Lamborghini
Le taureau sous tension
Personne n’y échappe. Pas même Lamborghini. La célèbre firme italienne compte électrifier partiellement (hybride rechargeable) l’ensemble de sa gamme existante d’ici la fin de 2024 et réduira du coup de 50 % ses émissions de CO2 actuelles. Quant à une Lambo 100 % électrique, Stephan Winkelmann, le PDG de Lamborghini, confirme qu’il y en aura une : « Nous avons six à sept ans devant nous pour y réfléchir. »
Urus
La source des revenus
Lamborghini envisageait d’en construire 3500 par an. L’Urus, lancé début 2018, fait beaucoup mieux. L’an dernier, plus de 5000 unités ont été produites dans l’usine redimensionnée de Sant’Agata Bolognese, en Italie, qui continue de tourner à son régime maximum. Sans surprise, les Américains s’emparent de près de la moitié de la production annuelle mondiale devant la Chine et le Royaume-Uni. Et le Canada dans tout cela? Il pointe au huitième rang, devant l’Italie…
Personne n’a vraiment sursauté en voyant débarquer l’Urus, le dernier-né de Lamborghini. Le petit constructeur italien s’était déjà aventuré sur des territoires aussi éloignés de sa vocation initiale avec le LM002 (1986-1993). Surnommé à l’époque le Rambo des 4×4, le LM002 a été produit à 300 exemplaires et l’un de ceux-là s’est retrouvé − un temps − aux mains d’un richissime entrepreneur québécois.
Dès lors, et contrairement aux récentes créations « hautes sur pattes » de Bentley, Maserati, Rolls-Royce ou encore Aston Martin, Lamborghini possède une certaine légitimité dans ce segment qui promet des perspectives de ventes autrement plus favorables que les berlines, coupés et autres cabriolets de grand luxe.
Pour s’adapter à cette nouvelle donne, Lamborghini n’a pas renié sa vocation élitiste (même si l’Urus est la Lamborghini la plus abordable de l’heure), mais s’est résolue tout de même à bousculer quelques sacro-saints principes techniques, et non des moindres. À bord de cette italienne frappée d’un taureau furieux, pas de moteur en position centrale arrière ni de V12 atmosphérique, mais un V8 de 4,0 litres suralimenté boulonné entre les roues avant. En dépit de ces entorses à l’orthodoxie, l’Urus ne renonce pas au tempérament de feu qui caractérise les productions de la marque. L’Urus ratisse large et cherche à convaincre les conducteurs rangés de ces coupés qui nous assoient par terre et qui nous contraignent à voyager sans bagages de se déplacer en altitude.
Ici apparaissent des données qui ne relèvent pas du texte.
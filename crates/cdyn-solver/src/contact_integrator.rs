//! Generalized-alpha integrator composed with the contact manager.
//!
//! [`ContactAwareIntegrator`] holds a [`GenAlphaIntegrator`] and, for
//! problems with a contact interface, a [`ContactConstraintManager`]. It
//! owns the assembly order of one Newton iteration; the iteration policy
//! lives in [`ActiveSetNewtonSolver`](crate::solver::ActiveSetNewtonSolver).

use nalgebra::DVector;

use cdyn_io::{ContactNodeRecord, NamedField, RestartState};

use crate::config::{PredictorKind, SolverConfig};
use crate::contact::ContactConstraintManager;
use crate::contact::manager::LAGRANGE_MULTIPLIER_OLD;
use crate::dynamic_system::DynamicSystem;
use crate::error::{Result, SolverError};
use crate::genalpha::GenAlphaIntegrator;

#[derive(Debug)]
pub struct ContactAwareIntegrator {
    integrator: GenAlphaIntegrator,
    contact: Option<ContactConstraintManager>,
}

impl ContactAwareIntegrator {
    pub fn new(
        integrator: GenAlphaIntegrator,
        contact: Option<ContactConstraintManager>,
    ) -> Result<Self> {
        if let Some(manager) = &contact
            && manager.num_dofs() != integrator.num_dofs()
        {
            return Err(SolverError::config(format!(
                "contact interface covers {} DOFs, structure has {}",
                manager.num_dofs(),
                integrator.num_dofs()
            )));
        }
        Ok(Self {
            integrator,
            contact,
        })
    }

    pub fn integrator(&self) -> &GenAlphaIntegrator {
        &self.integrator
    }

    pub fn integrator_mut(&mut self) -> &mut GenAlphaIntegrator {
        &mut self.integrator
    }

    pub fn contact(&self) -> Option<&ContactConstraintManager> {
        self.contact.as_ref()
    }

    pub fn config(&self) -> &SolverConfig {
        self.integrator.config()
    }

    pub fn num_multipliers(&self) -> usize {
        self.contact
            .as_ref()
            .map_or(0, ContactConstraintManager::num_multipliers)
    }

    /// Start a new time step of the active-set search.
    pub fn begin_step(&mut self) {
        if let Some(contact) = &mut self.contact {
            contact.begin_step();
        }
    }

    /// Predictor with full assembly at the predicted state.
    ///
    /// Multipliers are reset to their converged values. With `semi_smooth`
    /// the active set is classified at the predicted state, otherwise it is
    /// left as it is.
    pub fn predictor(&mut self, mode: PredictorKind, semi_smooth: bool) -> Result<DynamicSystem> {
        self.integrator.predict(mode)?;
        self.integrator.evaluate_elements()?;
        if let Some(contact) = &mut self.contact {
            contact.reset_to_step_start(
                self.integrator.state().displacement_n(),
                self.integrator.dirichlet_toggle(),
            )?;
        }
        self.assemble(semi_smooth)
    }

    /// Build the augmented system at the current iterate.
    ///
    /// Element forces must be up to date. With `semi_smooth`, the active set
    /// is updated between mortar evaluation and contact assembly.
    pub fn assemble(&mut self, semi_smooth: bool) -> Result<DynamicSystem> {
        let mut system = self.integrator.build_system(self.num_multipliers());
        let residual_without_contact = system.structural_residual();

        if let Some(contact) = &mut self.contact {
            contact.set_state(self.integrator.state().displacement_np1())?;
            contact.initialize_mortar();
            contact.evaluate_mortar()?;
            if semi_smooth {
                contact.update_active_set_semi_smooth();
            }
            contact.initialize();
            contact.evaluate(&mut system)?;
        }

        system.blank_dirichlet_residual(self.integrator.dirichlet_toggle());
        if let Some(contact) = &mut self.contact {
            contact.contact_forces(&residual_without_contact);
        }
        Ok(system)
    }

    /// Blank Dirichlet DOFs and solve the augmented system.
    pub fn solve(
        &mut self,
        system: &mut DynamicSystem,
        iteration: usize,
        residual_norm: f64,
    ) -> Result<DVector<f64>> {
        self.integrator.solve(system, iteration, residual_norm)
    }

    /// Recover multipliers, then update the structural iterate.
    ///
    /// Returns the displacement increment.
    pub fn apply_increment(&mut self, solution: &DVector<f64>) -> Result<DVector<f64>> {
        let n = self.integrator.num_dofs();
        if let Some(contact) = &mut self.contact {
            contact.recover(solution)?;
        }
        let increment = solution.rows(0, n).into_owned();
        self.integrator.update_iterate(&increment)?;
        Ok(increment)
    }

    /// Evaluate elements after an increment.
    pub fn evaluate_elements(&mut self) -> Result<()> {
        self.integrator.evaluate_elements()
    }

    /// Re-evaluate the contact geometry at the current iterate without
    /// touching element forces.
    pub fn refresh_contact_geometry(&mut self) -> Result<()> {
        if let Some(contact) = &mut self.contact {
            contact.set_state(self.integrator.state().displacement_np1())?;
            contact.initialize_mortar();
            contact.evaluate_mortar()?;
        }
        Ok(())
    }

    /// Fixed-point active-set update; `true` without contact.
    pub fn update_active_set(&mut self) -> bool {
        self.contact
            .as_mut()
            .is_none_or(ContactConstraintManager::update_active_set)
    }

    pub fn active_set_converged(&self) -> bool {
        self.contact
            .as_ref()
            .is_none_or(ContactConstraintManager::active_set_converged)
    }

    pub fn active_set_steps(&self) -> usize {
        self.contact
            .as_ref()
            .map_or(0, ContactConstraintManager::active_set_steps)
    }

    pub fn zig_zagged(&self) -> bool {
        self.contact
            .as_ref()
            .is_some_and(ContactConstraintManager::zig_zagged)
    }

    /// Accept the converged step.
    pub fn finalize_step(&mut self) -> Result<()> {
        self.integrator.finalize()?;
        if let Some(contact) = &mut self.contact {
            contact.end_step()?;
        }
        Ok(())
    }

    /// Nodal result fields, including the contact force with contact.
    pub fn result_fields(&self) -> Vec<NamedField> {
        let mut fields = self.integrator.result_fields();
        if let Some(contact) = &self.contact {
            fields.push(NamedField::new(
                "fcontact",
                contact.contact_force().as_slice().to_vec(),
            ));
        }
        fields
    }

    pub fn contact_report(&self) -> Vec<ContactNodeRecord> {
        self.contact
            .as_ref()
            .map(ContactConstraintManager::report)
            .unwrap_or_default()
    }

    /// Restart state of the last converged step.
    pub fn restart_state(&self) -> RestartState {
        let mut restart = RestartState::new(self.integrator.step(), self.integrator.time());
        self.integrator.write_restart(&mut restart);
        if let Some(contact) = &self.contact {
            contact.write_restart(&mut restart);
        }
        restart
    }

    /// Restore integrator and contact state; mortar operators are rebuilt
    /// from the restored displacement.
    pub fn read_restart(&mut self, restart: &RestartState) -> Result<()> {
        let has_contact_data = restart.vectors.contains_key(LAGRANGE_MULTIPLIER_OLD);
        if has_contact_data != self.contact.is_some() {
            return Err(SolverError::Restart(if has_contact_data {
                "restart holds contact data but the model has no contact interface".into()
            } else {
                "model has a contact interface but the restart holds no contact data".into()
            }));
        }
        self.integrator.read_restart(restart)?;
        if let Some(contact) = &mut self.contact {
            contact.read_restart(restart, self.integrator.state().displacement_n())?;
        }
        Ok(())
    }
}
//! Linear solver backends.
//!
//! ```text
//! ┌────────────────────────────────────────────┐
//! │   ActiveSetNewtonSolver (Newton loop)       │
//! │   DynamicSystem::to_linear_system_data()    │
//! └──────────────────┬─────────────────────────┘
//!                    │ LinearSystemData (COO triplets + rhs)
//! ┌──────────────────▼─────────────────────────┐
//! │          dyn LinearSolver                   │
//! ├─────────────────────┬──────────────────────┤
//! │   NativeBackend     │   BiCgStabBackend     │
//! │   (dense LU)        │   (CSR, Jacobi,       │
//! │                     │    adaptive tol.)     │
//! └─────────────────────┴──────────────────────┘
//! ```

mod bicgstab;
mod native;
mod traits;

pub use bicgstab::BiCgStabBackend;
pub use native::NativeBackend;
pub use traits::*;

use crate::config::LinearSolverKind;

/// Backend for the configured solver kind.
pub fn create_backend(kind: LinearSolverKind) -> Box<dyn LinearSolver> {
    match kind {
        LinearSolverKind::Direct => Box::new(NativeBackend::new()),
        LinearSolverKind::BiCgStab {
            tolerance,
            max_iterations,
        } => Box::new(BiCgStabBackend::new(tolerance, max_iterations)),
    }
}

/// The default backend (dense LU).
pub fn default_backend() -> Box<dyn LinearSolver> {
    create_backend(LinearSolverKind::Direct)
}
L’attraction exercée par cette Lamborghini pleine de saillies, pesant plus de deux tonnes, confirme que le haut de gamme automobile s’est définitivement converti aux « camions ». Et comme d’autres utilitaires sportifs avant lui, l’Urus offre simultanément la tenue de route d’une sportive et – pour peu qu’il soit chaussé correctement − les capacités de franchissement d’un vrai tout-terrain.
Ce modèle procure l’agrément de conduite d’une voiture de sport. Lorsqu’on se hisse − il n’y a pas d’autre mot − à bord de l’Urus, rien ne laisse présager que ce salon roulant tendu de cuir et offrant, ce qui n’est pas habituel à bord d’une Lamborghini, un espace habitable très vaste est capable d’escalader une pente de 45 degrés avant d’abattre le 0-100 km en moins de quatre secondes. Pour mouvoir l’athlète, le V8 d’une cylindrée de 4,0 litres du groupe VW a, tout comme l’architecture Evo MLB, été retenu, mais assaisonné à l’arrabbiata par les motoristes de Lamborghini. Pas aussi virevoltant ni efficace au freinage que la Huracán ni aussi sonore et sauvage qu’une Aventador. L’Urus gratifie le conducteur de bourrades moins virulentes certes, mais n’en demeure pas moins que très peu de véhicules de ce gabarit possèdent une tenue de route à ce point affûtée, une telle stabilité dans les courbes et des capacités d’accélération aussi généreuses.
Ce tour de force doit beaucoup au châssis, particulièrement sophistiqué, et au raffinement des équipements électroniques, en particulier la transmission intégrale d’une exceptionnelle réactivité et la suspension pneumatique avec correcteur d’assiette et tarage variable de l’amortissement. Les seuls désagréments concernent les suspensions, toujours trop fermes même lorsqu’on opte pour le réglage le plus confortable, et une direction qui manque d’intensité, indépendamment du paramètre sélectionné (Strada, Sport et Corsa).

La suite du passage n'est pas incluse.